Well, that helps explain the way I feel, including my longing for human connection and interaction. Seems that old adage, "you don't know what you've got 'til it's gone," is true, especially now.
As for me, I want to take what I've learned about the importance of human connection, and carry it forward as we start to return to (yet another) new "normal." Here's what I'm thinking:
I've taken this time to connect on a weekly basis with some of my closest friends. We have a set day and time for a zoom call. There's about 10 of us, each week between 3-6 friends participate. Why not keep that going when we are no longer required to social distance? Perhaps when we are seeing each other in person regularly, we may not want or need a weekly call, but wouldn't a monthly check-in be something to cherish and enjoy? I'll take that forward with me.
I've also taken this time to walk with a friend each week, usually on opposite sides of a road or trail.

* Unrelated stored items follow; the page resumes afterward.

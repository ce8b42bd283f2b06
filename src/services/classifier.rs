// src/services/classifier.rs

#[derive(Debug, Clone, Copy, PartialEq, Eq)]
pub enum Stream {
    Pcm,
    Pcb,
    Design,
    Unknown,
}

/// Rules are checked in this order; the first hit wins.
const RULES: &[(Stream, &[&str])] = &[
    (Stream::Pcm, &["pcm", "physics", "math"]),
    (Stream::Pcb, &["pcb", "bio", "biology"]),
    (Stream::Design, &["design", "art", "creative"]),
];

pub fn detect_stream(msg: &str) -> Stream {
    let msg_lower = msg.to_lowercase();

    RULES
        .iter()
        .find(|(_, keywords)| keywords.iter().any(|k| msg_lower.contains(k)))
        .map(|(stream, _)| *stream)
        .unwrap_or(Stream::Unknown)
}

pub fn suggestion_for(stream: Stream) -> &'static str {
    match stream {
        Stream::Pcm => "You might like: Aeronautical / Mechanical / CS (PCM paths).",
        Stream::Pcb => "You might like: Medicine, Biotechnology, Pharmacy.",
        Stream::Design => "You might like: UI/UX, Product Design, Architecture.",
        Stream::Unknown => {
            "Try typing a stream (PCM/PCB) or interest (Design) for targeted suggestions."
        }
    }
}

pub fn classify(msg: &str) -> &'static str {
    suggestion_for(detect_stream(msg))
}
// src/message.rs
use serde::{Deserialize, Serialize};

#[derive(Debug, Default, Deserialize)]
pub struct ChatRequest {
    #[serde(default)]
    pub message: Option<String>,
}

#[derive(Debug, Clone, PartialEq, Eq, Serialize, Deserialize)]
pub struct ChatReply {
    pub reply: String,
}

impl ChatReply {
    pub fn new(reply: impl Into<String>) -> Self {
        Self { reply: reply.into() }
    }
}
// src/services/transcript.rs
use std::time::Instant;

#[derive(Clone, Copy, Debug, PartialEq, Eq)]
pub enum EntryRole {
    User,
    Bot,
}

#[derive(Clone, Debug)]
pub struct TranscriptEntry {
    pub role: EntryRole,
    pub text: String,
    pub timestamp: Instant,
}

/// Ordered chat history for one widget. Display order is insertion order.
#[derive(Clone, Debug, Default)]
pub struct Transcript {
    entries: Vec<TranscriptEntry>,
}

impl Transcript {
    pub fn new() -> Self {
        Self::default()
    }

    // Append an entry and return the new length.
    pub fn append(&mut self, role: EntryRole, text: impl Into<String>) -> usize {
        self.entries.push(TranscriptEntry {
            role,
            text: text.into(),
            timestamp: Instant::now(),
        });
        self.entries.len()
    }

    pub fn entries(&self) -> &[TranscriptEntry] {
        &self.entries
    }

    pub fn last(&self) -> Option<&TranscriptEntry> {
        self.entries.last()
    }

    pub fn len(&self) -> usize {
        self.entries.len()
    }

    pub fn is_empty(&self) -> bool {
        self.entries.is_empty()
    }

    pub fn clear(&mut self) {
        self.entries.clear();
    }
}
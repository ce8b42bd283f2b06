// src/services/widget.rs
use std::time::Duration;

use tracing::warn;

use super::classifier::classify;
use super::relay_client::RelayClient;
use super::transcript::{EntryRole, Transcript, TranscriptEntry};
use crate::error::PROVIDER_FAILURE_REPLY;

pub const LOCAL_REPLY_DELAY: Duration = Duration::from_millis(700);
pub const CANNED_REPLY_DELAY: Duration = Duration::from_millis(600);
pub const CANNED_SUGGESTION: &str =
    "Suggestion: Explore STEM streams → Check Career Roadmap → Visit College Hub.";

/// How a widget produces replies. One variant per widget.
#[derive(Clone, Debug)]
pub enum WidgetVariant {
    /// Ask the relay service.
    Networked(RelayClient),
    /// Keyword classifier with a simulated thinking delay.
    Local { delay: Duration },
    /// The floating widget's fixed suggestion.
    Canned { delay: Duration },
}

impl WidgetVariant {
    pub fn local() -> Self {
        WidgetVariant::Local { delay: LOCAL_REPLY_DELAY }
    }

    pub fn canned() -> Self {
        WidgetVariant::Canned { delay: CANNED_REPLY_DELAY }
    }
}

#[derive(Debug, Clone, PartialEq, Eq)]
pub enum PendingReply {
    Ready { text: &'static str, delay: Duration },
    Relay { message: String },
}

#[derive(Debug, Clone, PartialEq, Eq)]
pub enum SubmitPlan {
    Ignore,
    Reply { user_text: String, reply: PendingReply },
}

/// Decide what a submit does, without touching the transcript or the network.
pub fn plan_submit(input: &str, variant: &WidgetVariant) -> SubmitPlan {
    let text = input.trim();
    if text.is_empty() {
        return SubmitPlan::Ignore;
    }

    let reply = match variant {
        WidgetVariant::Networked(_) => PendingReply::Relay { message: text.to_string() },
        WidgetVariant::Local { delay } => PendingReply::Ready { text: classify(text), delay: *delay },
        WidgetVariant::Canned { delay } => PendingReply::Ready { text: CANNED_SUGGESTION, delay: *delay },
    };

    SubmitPlan::Reply { user_text: text.to_string(), reply }
}

#[derive(Debug)]
pub struct ChatWidget {
    variant: WidgetVariant,
    transcript: Transcript,
    input: String,
    open: bool,
}

impl ChatWidget {
    pub fn new(variant: WidgetVariant) -> Self {
        Self {
            variant,
            transcript: Transcript::new(),
            input: String::new(),
            open: false,
        }
    }

    pub fn set_input(&mut self, text: impl Into<String>) {
        self.input = text.into();
    }

    pub fn input(&self) -> &str {
        &self.input
    }

    pub fn transcript(&self) -> &Transcript {
        &self.transcript
    }

    pub fn is_open(&self) -> bool {
        self.open
    }

    pub fn toggle(&mut self) -> bool {
        self.open = !self.open;
        self.open
    }

    pub fn close(&mut self) {
        self.open = false;
    }

    /// Submit the current input. Returns the bot entry that was appended,
    /// or `None` when the input was blank.
    pub async fn submit(&mut self) -> Option<&TranscriptEntry> {
        let SubmitPlan::Reply { user_text, reply } = plan_submit(&self.input, &self.variant) else {
            return None;
        };

        self.transcript.append(EntryRole::User, user_text);
        self.input.clear();

        let reply_text = match (reply, &self.variant) {
            (PendingReply::Ready { text, delay }, _) => {
                tokio::time::sleep(delay).await;
                text.to_string()
            }
            (PendingReply::Relay { message }, WidgetVariant::Networked(client)) => {
                match client.send(&message).await {
                    Ok(reply) => reply,
                    Err(err) => {
                        warn!(error = %err, "relay call failed");
                        PROVIDER_FAILURE_REPLY.to_string()
                    }
                }
            }
            (PendingReply::Relay { .. }, _) => PROVIDER_FAILURE_REPLY.to_string(),
        };

        self.transcript.append(EntryRole::Bot, reply_text);
        self.transcript.last()
    }
}

#[cfg(test)]
mod tests {
    use super::*;

    #[test]
    fn blank_input_is_ignored() {
        assert_eq!(plan_submit("   \n\t", &WidgetVariant::local()), SubmitPlan::Ignore);
        assert_eq!(plan_submit("", &WidgetVariant::canned()), SubmitPlan::Ignore);
    }

    #[test]
    fn local_plan_trims_and_classifies() {
        let plan = plan_submit("  I like physics  ", &WidgetVariant::local());
        match plan {
            SubmitPlan::Reply { user_text, reply: PendingReply::Ready { text, delay } } => {
                assert_eq!(user_text, "I like physics");
                assert!(text.contains("Aeronautical"));
                assert_eq!(delay, LOCAL_REPLY_DELAY);
            }
            other => panic!("unexpected plan: {other:?}"),
        }
    }

    #[test]
    fn networked_plan_forwards_trimmed_text() {
        let client = RelayClient::new("http://127.0.0.1:9", Duration::from_secs(1)).unwrap();
        let plan = plan_submit(" hello ", &WidgetVariant::Networked(client));
        assert_eq!(
            plan,
            SubmitPlan::Reply {
                user_text: "hello".to_string(),
                reply: PendingReply::Relay { message: "hello".to_string() },
            }
        );
    }

    #[test]
    fn toggle_flips_open_state() {
        let mut widget = ChatWidget::new(WidgetVariant::canned());
        assert!(!widget.is_open());
        assert!(widget.toggle());
        widget.close();
        assert!(!widget.is_open());
    }
}
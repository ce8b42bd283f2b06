// src/error.rs
use axum::{
    Json,
    http::StatusCode,
    response::{IntoResponse, Response},
};
use thiserror::Error;

use crate::message::ChatReply;
use crate::services::relay::RelayError;

pub const NO_MESSAGE_REPLY: &str = "No message provided.";
pub const PROVIDER_FAILURE_REPLY: &str = "Error connecting to AI.";

/// Errors surfaced at the HTTP boundary. Every variant renders as a
/// `{ "reply": ... }` body so the widget can show it like any other reply.
#[derive(Debug, Error)]
pub enum AppError {
    #[error("no message provided")]
    BadRequest,
    #[error("completion provider unavailable")]
    Upstream,
}

impl From<RelayError> for AppError {
    fn from(err: RelayError) -> Self {
        match err {
            RelayError::InvalidInput => AppError::BadRequest,
            RelayError::ProviderFailure => AppError::Upstream,
        }
    }
}

impl IntoResponse for AppError {
    fn into_response(self) -> Response {
        let (status, reply) = match self {
            AppError::BadRequest => (StatusCode::BAD_REQUEST, NO_MESSAGE_REPLY),
            AppError::Upstream => (StatusCode::INTERNAL_SERVER_ERROR, PROVIDER_FAILURE_REPLY),
        };
        (status, Json(ChatReply::new(reply))).into_response()
    }
}
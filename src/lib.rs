pub mod config;
pub mod error;
pub mod message;
pub mod routes;
pub mod services;
pub mod state;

It's lovely: good exercise, good conversation, good connection. I want to take this habit forward with me too.
I've been spending many weekday mornings with my daughter, rather than working, as I am her home school teacher while school buildings are closed. I feel fortunate to have such flexibility in my work schedule (in large part because work has slowed down significantly, but we'll address those issues at another time). I've enjoyed the one-on-one time with her, and want to take that feeling forward with me. Perhaps not during weekday mornings when school starts again (fingers crossed!), but certainly on weekend mornings. Again, this is a new habit I want to take forward with me.
The point is, I cherish these connections, now more than ever, and I want to continue to cherish them.
What about you? What new habits for human connection will you take forward?